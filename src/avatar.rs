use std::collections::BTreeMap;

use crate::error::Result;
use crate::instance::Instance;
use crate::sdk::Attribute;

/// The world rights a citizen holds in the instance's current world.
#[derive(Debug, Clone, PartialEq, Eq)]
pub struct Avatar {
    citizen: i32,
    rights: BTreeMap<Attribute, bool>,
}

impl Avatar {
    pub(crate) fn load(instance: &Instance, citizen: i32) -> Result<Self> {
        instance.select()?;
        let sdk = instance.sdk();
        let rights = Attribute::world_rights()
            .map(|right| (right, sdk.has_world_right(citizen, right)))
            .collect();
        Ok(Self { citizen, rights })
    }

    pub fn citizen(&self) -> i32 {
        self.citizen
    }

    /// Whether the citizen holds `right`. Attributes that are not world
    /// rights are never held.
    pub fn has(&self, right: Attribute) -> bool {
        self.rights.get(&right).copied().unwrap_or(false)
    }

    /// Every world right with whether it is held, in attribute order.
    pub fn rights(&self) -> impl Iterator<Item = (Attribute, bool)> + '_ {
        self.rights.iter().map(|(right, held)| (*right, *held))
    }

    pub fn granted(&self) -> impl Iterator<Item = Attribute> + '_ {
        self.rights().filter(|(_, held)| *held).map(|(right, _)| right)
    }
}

**Problem**
Lines from the top of the data above through the line with "let sdk = instance.sdk();", both ends included: copy them exactly, nothing more.

**Output**
filename src/avatar.rs
use std::collections::BTreeMap;

use crate::error::Result;
use crate::instance::Instance;
use crate::sdk::Attribute;

/// The world rights a citizen holds in the instance's current world.
#[derive(Debug, Clone, PartialEq, Eq)]
pub struct Avatar {
    citizen: i32,
    rights: BTreeMap<Attribute, bool>,
}

impl Avatar {
    pub(crate) fn load(instance: &Instance, citizen: i32) -> Result<Self> {
        instance.select()?;
        let sdk = instance.sdk();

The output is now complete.